Sham on the other hand seems to give you an actual low-level language that you use to write your function giving you more control, so it may be a bit more work, but I think the additional choice and control over what you get as a result is Sham's upside.
Sham is a more general tool that can be used to implement many different DSLs, so it makes sense that it has to be more explicit. Probably Sham could also be used to implement a racket language that sometimes uses sham where it can automatically deduce that it would be beneficial (or easy to do so) and use racket in other cases, with such an language it could probably become as easy as Numba.
The define-ast
is very interesting and goes way beyond what Numba offers.

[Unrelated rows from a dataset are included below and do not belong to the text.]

// src/db/mod.rs

//! Package database for miniapt
//!
//! This module handles all persistent package state:
//! - The on-disk layout of the install tree (`Layout`)
//! - The persisted catalog and the scanned installed set (`Store`)
//! - Per-package installed-file manifests (`manifest`)
//!
//! Everything lives in plain files under `<root>/apt`:
//!
//! ```text
//! apt/db/packages.db             catalog, one stanza per package
//! apt/db/packages/<name>/control installed package's control stanza
//! apt/db/packages/<name>/files   installed package's manifest
//! apt/cache/                     downloaded archives
//! apt/sources.json               configuration
//! ```

pub mod manifest;
pub mod store;

pub use manifest::{Manifest, ManifestEntry};
pub use store::Store;

use crate::error::{Error, Result};
use std::fs;
use std::path::{Path, PathBuf};
use tracing::debug;

/// Paths of the install tree rooted at one directory
#[derive(Debug, Clone, PartialEq, Eq)]
pub struct Layout {
    root: PathBuf,
}

impl Layout {
    /// Layout rooted at `root`, made absolute so that manifests record
    /// absolute paths
    pub fn new(root: impl AsRef<Path>) -> Result<Self> {
        let root = std::path::absolute(root.as_ref()).map_err(|e| {
            Error::IoError(format!(
                "Failed to resolve install root {}: {}",
                root.as_ref().display(),
                e
            ))
        })?;
        Ok(Self { root })
    }

    /// Create the directory tree. Safe to call on an existing tree.
    pub fn init(&self) -> Result<()> {
        for dir in [self.db_dir(), self.cache_dir(), self.packages_dir()] {
            fs::create_dir_all(&dir).map_err(|e| {
                Error::IoError(format!("Failed to create directory {}: {}", dir.display(), e))
            })?;
        }
        debug!("Install tree ready at {}", self.root.display());
        Ok(())
    }

    pub fn root(&self) -> &Path {
        &self.root
    }

    pub fn apt_dir(&self) -> PathBuf {
        self.root.join("apt")
    }

    pub fn db_dir(&self) -> PathBuf {
        self.apt_dir().join("db")
    }

    pub fn cache_dir(&self) -> PathBuf {
        self.apt_dir().join("cache")
    }

    /// Parent of the per-package state directories
    pub fn packages_dir(&self) -> PathBuf {
        self.db_dir().join("packages")
    }

    /// Persisted catalog file
    pub fn catalog_path(&self) -> PathBuf {
        self.db_dir().join("packages.db")
    }

    /// Default configuration file
    pub fn config_path(&self) -> PathBuf {
        self.apt_dir().join("sources.json")
    }

    /// State directory of an installed package
    ///
    /// Rejects names that would leave the packages directory.
    pub fn package_dir(&self, name: &str) -> Result<PathBuf> {
        if name.is_empty()
            || name.starts_with('.')
            || name.contains('/')
            || name.contains('\\')
        {
            return Err(Error::ParseError(format!(
                "Invalid package name for state directory: {:?}",
                name
            )));
        }
        Ok(self.packages_dir().join(name))
    }

    pub fn control_path(&self, name: &str) -> Result<PathBuf> {
        Ok(self.package_dir(name)?.join("control"))
    }

    pub fn manifest_path(&self, name: &str) -> Result<PathBuf> {
        Ok(self.package_dir(name)?.join("files"))
    }
}
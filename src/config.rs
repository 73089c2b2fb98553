// src/config.rs

//! Repository source configuration
//!
//! Stored as JSON in `<root>/apt/sources.json`. Every field has a default, so
//! a partial file (or no file at all) still yields a usable configuration.

use crate::error::{Error, Result};
use crate::repository::{HTTP_TIMEOUT, MAX_RETRIES, RepositoryClient, Source};
use serde::{Deserialize, Serialize};
use std::fs;
use std::path::Path;
use std::time::Duration;
use tracing::debug;

/// One repository to pull catalogs from
#[derive(Debug, Clone, PartialEq, Eq, Serialize, Deserialize)]
pub struct SourceConfig {
    pub url: String,
    pub distribution: String,
    pub architecture: String,
    #[serde(default)]
    pub sections: Vec<String>,
}

#[derive(Debug, Clone, PartialEq, Eq, Serialize, Deserialize)]
pub struct Config {
    #[serde(default = "default_sources")]
    pub sources: Vec<SourceConfig>,
    /// Network timeout in seconds
    #[serde(default = "default_timeout_secs")]
    pub timeout_secs: u64,
    #[serde(default = "default_max_retries")]
    pub max_retries: u32,
}

fn default_sources() -> Vec<SourceConfig> {
    vec![SourceConfig {
        url: "http://dist.majenko.co.uk".to_string(),
        distribution: "uecide".to_string(),
        architecture: "linux-amd64".to_string(),
        sections: ["cores", "boards", "compilers", "plugins"]
            .iter()
            .map(|s| s.to_string())
            .collect(),
    }]
}

fn default_timeout_secs() -> u64 {
    HTTP_TIMEOUT.as_secs()
}

fn default_max_retries() -> u32 {
    MAX_RETRIES
}

impl Default for Config {
    fn default() -> Self {
        Self {
            sources: default_sources(),
            timeout_secs: default_timeout_secs(),
            max_retries: default_max_retries(),
        }
    }
}

impl Config {
    /// Read the configuration at `path`; a missing file gives the defaults
    pub fn load(path: &Path) -> Result<Self> {
        if !path.exists() {
            debug!("No configuration at {}, using defaults", path.display());
            return Ok(Self::default());
        }

        let content = fs::read_to_string(path).map_err(|e| {
            Error::ConfigError(format!("Failed to read {}: {}", path.display(), e))
        })?;
        let config: Self = serde_json::from_str(&content)?;
        debug!("Loaded {} sources from {}", config.sources.len(), path.display());
        Ok(config)
    }

    pub fn save(&self, path: &Path) -> Result<()> {
        if let Some(parent) = path.parent() {
            fs::create_dir_all(parent)?;
        }
        fs::write(path, serde_json::to_string_pretty(self)?).map_err(|e| {
            Error::ConfigError(format!("Failed to write {}: {}", path.display(), e))
        })
    }

    pub fn sources(&self) -> Vec<Source> {
        self.sources
            .iter()
            .map(|s| {
                Source::new(
                    &s.url,
                    &s.distribution,
                    &s.architecture,
                    s.sections.clone(),
                )
            })
            .collect()
    }

    /// HTTP client honouring the timeout and retry settings
    pub fn client(&self) -> Result<RepositoryClient> {
        RepositoryClient::with_settings(Duration::from_secs(self.timeout_secs), self.max_retries)
    }
}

The paper built an automata language, that reminded me of what I read on ripgrep's page:
Summarizing, ripgrep is fast because:
- It is built on top of Rust's regex engine. Rust's regex engine uses finite automata, SIMD and aggressive literal optimizations to make searching very fast. (PCRE2 support can be opted into with the
-P/--pcre2
flag.)- Rust's regex library maintains performance with full Unicode support by building UTF-8 decoding directly into its deterministic finite automaton engine.
- It supports searching with either memory maps or by searching incrementally with an intermediate buffer. The former is better for single files and the latter is better for large directories. ripgrep chooses the best searching strategy for you automatically.
[...]
So using Sham to implement rackets regexp could be an interesting research project, I wonder what the benchmarks would show. But I also don't know a lot about the current implementation.
Overall I only had a quick look at the paper, so I don't really know how everything works out in practice.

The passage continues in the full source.